À l’heure actuelle, un système stable et reproductible pour l’isolement, la culture et l’identification des cellules épithéliales mammaires de rats, de vaches, de porcs et de chèvres a été mis en place 4,5,6,7. Cependant, l’isolement et la culture des HMEC primaires sont difficiles en raison de la complexité du microenvironnement et du faible rendement des cellules. Pendant des décennies, les scientifiques ont cherché la méthode la plus efficace pour isoler et cultiver les HMEC, bien qu’un système de culture pour les HMEC ait été établi il y a près de 20 ans. Par exemple, Hammond et al. ont mis au point un milieu de culture sans sérum dans lequel les HMEC se sont développés efficacement⁸. Récemment, Zubeldia-Plazaola et al. ont testé quatre méthodes d’isolement différentes en utilisant des procédures de digestion enzymatique rapide/lente combinées à des étapes de filtration séquentielle ou de centrifugation différentielle pour obtenir des HMEC⁹. Ils ont constaté que la méthode de digestion lente associée à la centrifugation différentielle est la méthode la plus efficace pour isoler les HMEC du tissu mammaire frais. Cependant, cette méthode d’isolement nécessite de gros morceaux de tissu (40 à 75 g) et utilise de plus grandes quantités d’enzymes de digestion. Leur procédure est compliquée (au moins trois centrifugations différentes pour obtenir différentes fractions cellulaires), ainsi que chronophage. Par conséquent, une méthode simple et rapide est toujours nécessaire pour obtenir efficacement des populations de HMEC à partir de petites quantités de tissu mammaire pour la recherche et les applications cliniques⁹.

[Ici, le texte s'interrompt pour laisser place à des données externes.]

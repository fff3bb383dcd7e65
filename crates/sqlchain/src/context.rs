//! The build context accumulated along a chain.

use crate::error::QueryBuilderError;
use crate::fragment::Fragment;
use crate::value::Value;
use std::collections::BTreeMap;

/// One entry in a bind list.
#[derive(Debug, Clone, PartialEq)]
pub enum Bind {
    /// A value known at build time.
    Value(Value),
    /// A placeholder whose value is supplied when the query runs.
    Deferred,
}

/// Which bind list a predicate writes to.
///
/// The lists are kept apart so the final parameter order is always
/// `SET`, then `WHERE`, then `HAVING`, whatever order the calls came in.
#[derive(Debug, Clone, Copy, PartialEq, Eq)]
pub enum BindTarget {
    Set,
    Where,
    Having,
}

/// Slot fragments, bind lists and sideways state for one point in a chain.
///
/// Each node owns the context produced by folding its own contribution into
/// a clone of its parent's. Parents are never mutated.
#[derive(Debug, Clone, Default)]
pub struct Context {
    slots: BTreeMap<&'static str, Vec<Fragment>>,
    set_values: Vec<Bind>,
    where_values: Vec<Bind>,
    having_values: Vec<Bind>,
    held_values: Vec<Value>,
    placeholders: usize,
    table: Option<String>,
    prefix: Option<String>,
    columns: Vec<String>,
    generated_keys: bool,
}

impl Context {
    pub fn new() -> Self {
        Self::default()
    }

    /// Fragments in `slot`, if the slot is present (possibly empty).
    pub fn slot(&self, slot: &str) -> Option<&[Fragment]> {
        self.slots.get(slot).map(Vec::as_slice)
    }

    pub fn has_slot(&self, slot: &str) -> bool {
        self.slots.contains_key(slot)
    }

    /// Append fragments to `slot`, creating it if needed.
    ///
    /// Passing no fragments still marks the slot present.
    pub fn extend_slot(&mut self, slot: &'static str, fragments: Vec<Fragment>) {
        for fragment in &fragments {
            self.placeholders += fragment.param_count();
        }
        self.slots.entry(slot).or_default().extend(fragments);
    }

    /// Replace the fragments in `slot`. Used by clauses where the last call
    /// wins; their fragments carry no placeholders.
    pub fn replace_slot(&mut self, slot: &'static str, fragments: Vec<Fragment>) {
        for fragment in &fragments {
            self.placeholders += fragment.param_count();
        }
        self.slots.insert(slot, fragments);
    }

    /// Drop `slot` entirely. Only for slots whose fragments carry no
    /// placeholders.
    pub fn remove_slot(&mut self, slot: &str) {
        self.slots.remove(slot);
    }

    pub fn set_values(&self) -> &[Bind] {
        &self.set_values
    }

    pub fn where_values(&self) -> &[Bind] {
        &self.where_values
    }

    pub fn having_values(&self) -> &[Bind] {
        &self.having_values
    }

    fn list_mut(&mut self, target: BindTarget) -> &mut Vec<Bind> {
        match target {
            BindTarget::Set => &mut self.set_values,
            BindTarget::Where => &mut self.where_values,
            BindTarget::Having => &mut self.having_values,
        }
    }

    /// Push a bind entry onto `target`.
    pub fn bind(&mut self, target: BindTarget, bind: Bind) {
        self.list_mut(target).push(bind);
    }

    /// Fill the first deferred entry of `target` with `value`, or append it.
    pub fn fill(&mut self, target: BindTarget, value: Value) {
        let list = self.list_mut(target);
        match list.iter_mut().find(|b| matches!(b, Bind::Deferred)) {
            Some(slot) => *slot = Bind::Value(value),
            None => list.push(Bind::Value(value)),
        }
    }

    /// Keep `value` for placeholders a later `into` will emit.
    pub fn hold(&mut self, value: Value) {
        self.held_values.push(value);
    }

    /// Values held so far, in call order.
    pub fn held_values(&self) -> &[Value] {
        &self.held_values
    }

    pub fn take_held(&mut self) -> Vec<Value> {
        std::mem::take(&mut self.held_values)
    }

    fn binds(&self) -> impl Iterator<Item = &Bind> {
        self.set_values
            .iter()
            .chain(&self.where_values)
            .chain(&self.having_values)
    }

    /// Total bind entries, literal and deferred.
    pub fn bind_count(&self) -> usize {
        self.set_values.len() + self.where_values.len() + self.having_values.len()
    }

    /// Bind entries still waiting for an execution-time value.
    pub fn deferred_count(&self) -> usize {
        self.binds().filter(|b| matches!(b, Bind::Deferred)).count()
    }

    /// Placeholder tokens emitted so far along the chain.
    pub fn placeholders(&self) -> usize {
        self.placeholders
    }

    /// Check that every placeholder has exactly one bind entry.
    pub fn check_binds(&self) -> Result<(), QueryBuilderError> {
        if self.placeholders != self.bind_count() {
            return Err(QueryBuilderError::BindMismatch {
                placeholders: self.placeholders,
                values: self.bind_count(),
            });
        }
        Ok(())
    }

    /// `set ++ where ++ having ++ extra`.
    ///
    /// Deferred entries take values from the front of `extra`; whatever is
    /// left over is appended. Values still held for a missing `into` follow
    /// the `set` list.
    pub fn all_values(&self, extra: &[Value]) -> Result<Vec<Value>, QueryBuilderError> {
        let expected = self.deferred_count();
        if extra.len() < expected {
            return Err(QueryBuilderError::MissingValues {
                expected,
                got: extra.len(),
            });
        }
        let mut extra = extra.iter();
        let mut out = Vec::with_capacity(self.bind_count() + self.held_values.len() + extra.len());
        let mut take = |out: &mut Vec<Value>, binds: &[Bind]| {
            for bind in binds {
                match bind {
                    Bind::Value(v) => out.push(v.clone()),
                    Bind::Deferred => {
                        if let Some(v) = extra.next() {
                            out.push(v.clone());
                        }
                    }
                }
            }
        };
        take(&mut out, &self.set_values);
        out.extend(self.held_values.iter().cloned());
        take(&mut out, &self.where_values);
        take(&mut out, &self.having_values);
        out.extend(extra.cloned());
        Ok(out)
    }

    /// Table that unqualified columns default to.
    pub fn table(&self) -> Option<&str> {
        self.table.as_deref()
    }

    pub fn set_table(&mut self, table: impl Into<String>) {
        self.table = Some(table.into());
    }

    /// Alias prefix applied by `columns`.
    pub fn prefix(&self) -> Option<&str> {
        self.prefix.as_deref()
    }

    pub fn set_prefix(&mut self, prefix: impl Into<String>) {
        self.prefix = Some(prefix.into());
    }

    /// Column names recorded by `insert`.
    pub fn columns(&self) -> &[String] {
        &self.columns
    }

    pub fn add_columns(&mut self, columns: impl IntoIterator<Item = String>) {
        self.columns.extend(columns);
    }

    /// Whether the statement should hand back generated keys.
    pub fn generated_keys(&self) -> bool {
        self.generated_keys
    }

    pub fn set_generated_keys(&mut self, on: bool) {
        self.generated_keys = on;
    }
}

Nos études précédentes ont montré que l’ajout de l’inhibiteur de la kinase associée à la Rho (ROCK) Y-27632 dans le milieu de culture initial peut simplifier le processus d’isolement des cellules épidermiques de la peau humaine¹⁰, qui a également été utilisé avec succès pour l’isolement des cellules épithéliales gingivales¹¹. De plus, des recherches antérieures menées par le groupe de Zubeldia-Plazaola et le groupe de Jin ont indiqué que le Y-27632 a la capacité de stimuler la croissance in vitro rapide et illimitée des cellules épithéliales primaires dérivées du tissu mammaire ^9,12. La présente étude visait à vérifier si l’utilisation de l’Y-27632 simplifierait l’isolement et la culture des HMEC et nous avons réussi à établir une méthode simple et facile à réaliser pour isoler les HMEC à partir de petits morceaux (1 g) de tissu mammaire.

Les tissus mammaires normaux frais utilisés dans ce protocole sont prélevés lors d’une intervention chirurgicale autour de la lésion de la mammite lobulaire granulomateuse réfractaire dans le premier hôpital affilié de l’Université de médecine chinoise du Zhejiang, conformément aux directives du Comité d’éthique médicale du premier hôpital affilié de l’Université de médecine chinoise du Zhejiang (protocole n° ChiMCTR2100005281, Date : 2017-07-17).

1. Acquisition de tissus

1. Prélever des tissus mammaires frais à partir d’échantillons chirurgicaux prélevés sur des femmes adultes dans des tubes stériles contenant 10 ml de solution saline tamponnée au phosphate (PBS) avec 3 % de pénicilline/streptomycine (P/S).
   REMARQUE : Les tissus mammaires doivent être manipulés conformément aux détails suivants dans les 24 heures suivant le prélèvement de la chirurgie.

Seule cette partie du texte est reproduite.